With any other company, in any other merger, the action the Federal Communications Commission (FCC) announced on Tuesday would be the signal that a deal is dead. But when one of the parties involved is AT&T, the rules don’t apply.
To recap, on Nov. 22, the FCC announced that Chairman Julius Genachowski was going to ask the other commissioners to designate AT&T’s takeover of T-Mobile for an administrative hearing. Sounds boring, no? Just some bureaucratic mumbo-jumbo, right? Yes, it is boring sounding. Yes, it is some bureaucratic mumbo-jumbo. And that’s the point.
At this stage of AT&T’s attempted $39 billion takeover of T-Mobile, the U.S. Justice Department has filed suit to stop the deal on antitrust grounds that the takeover would harm competition. The pre-trial wrangling has started and the actual trial is set to start in February. Now the FCC comes along and at some point is expected to approve an order that will require the equivalent of a trial within the agency at which AT&T will have to prove, with evidence, all of the ridiculous claims it has been making about the takeover creating 96,000 jobs.
On the face of it, that will be a tall order. As the New York Times diplomatically put it, AT&T “has been carefully circumspect” about saying exactly what the direct result on company employment would be. It has been even more circumspect about trying to justify the supposed massive job gains that would come about as a result of the merger.
The smoke-and-mirrors goes like this: High-speed Internet access (broadband) in an area, particularly in rural areas, leads to job creation. AT&T deploys high-speed Internet access in rural areas. Therefore, AT&T deployment will create jobs.
The company has spent millions of dollars on TV commercials and millions more for lobbyists to hammer that point home. Except that logic doesn’t compute, for any number of reasons, and the FCC staff saw right through it, at one point even telling AT&T in October — eight months after the takeover was announced — was still incomplete. AT&T’s public replies were totally obscured by the [Highly Confidential] dodge it used to avoid making information broadly available.
Even so, public interest groups, including Public Knowledge, have argued for months that AT&T’s claims don’t hold up. AT&T has shed 10,000 jobs a year for the past 10 years. Even if it takes over T-Mobile, their networks are largely in the same places. T-Mobile is not available in many rural areas, so the claims of great new rural growth are suspect. If AT&T wanted to build out in rural areas, it could do so right now, using some of that $39 billion. An AT&T memo mistakenly filed with the FCC said it would have cost the company 1/10th of the cost of the deal to build out its network.

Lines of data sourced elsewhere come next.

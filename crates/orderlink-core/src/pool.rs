//! Dedicated worker pools.
//!
//! A [`WorkerPool`] owns its own multi-thread tokio runtime, so work spawned on
//! it never competes with request handling on the main runtime. Pools are
//! created by the composition root and handed to the components that need
//! them; dropping a pool shuts its runtime down without blocking.

use std::future::Future;

use tokio::runtime::{Builder, Handle, Runtime};
use tokio::task::JoinHandle;
use tracing::debug;

/// An owned tokio runtime used as a named worker pool.
pub struct WorkerPool {
    name: String,
    threads: usize,
    handle: Handle,
    runtime: Option<Runtime>,
}

impl WorkerPool {
    /// Build a pool with `threads` worker threads (at least one).
    pub fn new(name: impl Into<String>, threads: usize) -> std::io::Result<Self> {
        let name = name.into();
        let threads = threads.max(1);
        let runtime = Builder::new_multi_thread()
            .worker_threads(threads)
            .thread_name(format!("{name}-worker"))
            .enable_all()
            .build()?;
        debug!(pool = %name, threads, "Worker pool started");
        Ok(Self {
            name,
            threads,
            handle: runtime.handle().clone(),
            runtime: Some(runtime),
        })
    }

    pub fn name(&self) -> &str {
        &self.name
    }

    pub fn threads(&self) -> usize {
        self.threads
    }

    /// Handle for spawning onto this pool, e.g. with `JoinSet::spawn_on`.
    pub fn handle(&self) -> &Handle {
        &self.handle
    }

    /// Spawn a future on this pool.
    pub fn spawn<F>(&self, future: F) -> JoinHandle<F::Output>
    where
        F: Future + Send + 'static,
        F::Output: Send + 'static,
    {
        self.handle.spawn(future)
    }
}

impl Drop for WorkerPool {
    fn drop(&mut self) {
        if let Some(runtime) = self.runtime.take() {
            runtime.shutdown_background();
            debug!(pool = %self.name, "Worker pool shut down");
        }
    }
}

impl std::fmt::Debug for WorkerPool {
    fn fmt(&self, f: &mut std::fmt::Formatter<'_>) -> std::fmt::Result {
        f.debug_struct("WorkerPool")
            .field("name", &self.name)
            .field("threads", &self.threads)
            .finish()
    }
}
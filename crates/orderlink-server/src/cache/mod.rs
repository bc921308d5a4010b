//! Caching layer.
//!
//! One [`RecordCache`] per record kind, each fronting that kind's store.

pub mod record;

pub use record::{CacheStats, RecordCache};
//! # orderlink-auth
//!
//! Stateless bearer-token authentication for orderlink.
//!
//! - [`AuthGate`]: validates HMAC-signed JWTs and derives a [`Principal`]
//! - [`authentication_middleware`]: default-deny axum middleware
//! - [`password`]: Argon2 password hashing

pub mod config;
pub mod error;
pub mod middleware;
pub mod password;
pub mod principal;
pub mod token;

pub use config::AuthConfig;
pub use error::{AuthError, ErrorCategory};
pub use middleware::{AuthState, authentication_middleware};
pub use principal::Principal;
pub use token::{AuthGate, Claims, JwtError};

/// Result type for auth operations.
pub type AuthResult<T> = Result<T, AuthError>;
use std::env;

use orderlink_server::ServerBuilder;
use orderlink_server::config::loader::{DEFAULT_CONFIG_FILE, load_config};

/// How the configuration path was determined.
#[derive(Debug, Clone, Copy)]
enum ConfigSource {
    /// From --config CLI argument
    CliArgument,
    /// From ORDERLINK_CONFIG environment variable
    EnvironmentVariable,
    /// Default path (orderlink.toml), optional
    Default,
}

impl std::fmt::Display for ConfigSource {
    fn fmt(&self, f: &mut std::fmt::Formatter<'_>) -> std::fmt::Result {
        match self {
            Self::CliArgument => write!(f, "CLI argument (--config)"),
            Self::EnvironmentVariable => write!(f, "environment variable (ORDERLINK_CONFIG)"),
            Self::Default => write!(f, "default"),
        }
    }
}

#[tokio::main]
async fn main() {
    // Load .env file if present (before anything else)
    if let Err(e) = dotenvy::dotenv() {
        if !matches!(e, dotenvy::Error::Io(ref io_err) if io_err.kind() == std::io::ErrorKind::NotFound)
        {
            eprintln!("Warning: Failed to load .env file: {e}");
        }
    }

    orderlink_server::observability::init_tracing();

    let (config_path, source) = resolve_config_path();
    // Only an explicitly named file is required to exist.
    let explicit = match source {
        ConfigSource::Default => None,
        _ => Some(config_path.as_str()),
    };
    let cfg = match load_config(explicit) {
        Ok(c) => c,
        Err(e) => {
            eprintln!("Configuration error: {e}");
            std::process::exit(2);
        }
    };

    tracing::info!(
        path = %config_path,
        source = %source,
        "Configuration loaded"
    );
    orderlink_server::observability::apply_logging_level(&cfg.logging.level);

    let server = match ServerBuilder::new().with_config(cfg).build() {
        Ok(s) => s,
        Err(e) => {
            eprintln!("Server initialization failed: {e:#}");
            std::process::exit(2);
        }
    };

    if let Err(err) = server.run().await {
        eprintln!("Server error: {err:#}");
        std::process::exit(1);
    }
}

/// Resolve the configuration file path.
///
/// Priority order:
/// 1. CLI argument: --config <path>
/// 2. Environment variable: ORDERLINK_CONFIG
/// 3. Default: orderlink.toml
fn resolve_config_path() -> (String, ConfigSource) {
    let mut args = env::args().skip(1);
    while let Some(arg) = args.next() {
        if arg == "--config" {
            if let Some(path) = args.next() {
                return (path, ConfigSource::CliArgument);
            }
        }
    }

    if let Ok(path) = env::var("ORDERLINK_CONFIG") {
        if !path.is_empty() {
            return (path, ConfigSource::EnvironmentVariable);
        }
    }

    (DEFAULT_CONFIG_FILE.to_string(), ConfigSource::Default)
}
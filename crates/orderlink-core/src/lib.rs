pub mod events;
pub mod pool;

pub use events::{
    BrokerError, BrokerRecord, CodecError, DEFAULT_TOPIC, DomainEvent, DynBroker, EventBroker,
    EventKind, EventPublisher, InProcessBroker, PublishError,
};
pub use pool::WorkerPool;
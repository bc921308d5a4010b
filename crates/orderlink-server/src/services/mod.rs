//! Application services behind the HTTP handlers.

pub mod orders;
pub mod users;

pub use orders::{OrderInput, OrderService};
pub use users::{NewUser, UserChanges, UserService};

When the FCC order setting the transaction order is approved, perhaps in December, AT&T will have the chance to lay out all of its arguments over many, many weeks. Opponents will do the same. Over many, many weeks. And even after the agency judge renders a decision, then the full FCC will take it up over many more weeks. And after the agency makes a decision, then AT&T can take the matter to Federal court. Are you starting to get the picture?
For any other company, the decision to start the process of sending the matter into the depths of the agency’s administrative process would be a great big hint to DROP IT. AT&T took the hint late Nov. 23, saying it was dropping the FCC case while taking a $4 billion charge against earnings and continue to pursue the DOJ case in court.
AT&T isn’t any other company. It has unlimited resources to continue the case for as long as it wants, which will have the affect of freezing T-Mobile’s deployment and marketing. That was the point of the takeover to begin with. AT&T wanted to eliminate a competitor. Now they are almost doing the same thing.
In the face of the FCC announcement, AT&T kept hammering away at the fact that the government was killing a job-creating deal, using analogies that just didn’t make any sense. Think of the Black Knight of Monty Python fame.
Sure, AT&T may be on the hook for a breakup fee. But the $3 billion cash part of the arrangement if the deal falls apart is 1/10th of one quarter’s revenues. And the $3 billion spectrum and roaming access AT&T is supposed to throw in as part of the arrangement is bookkeeping.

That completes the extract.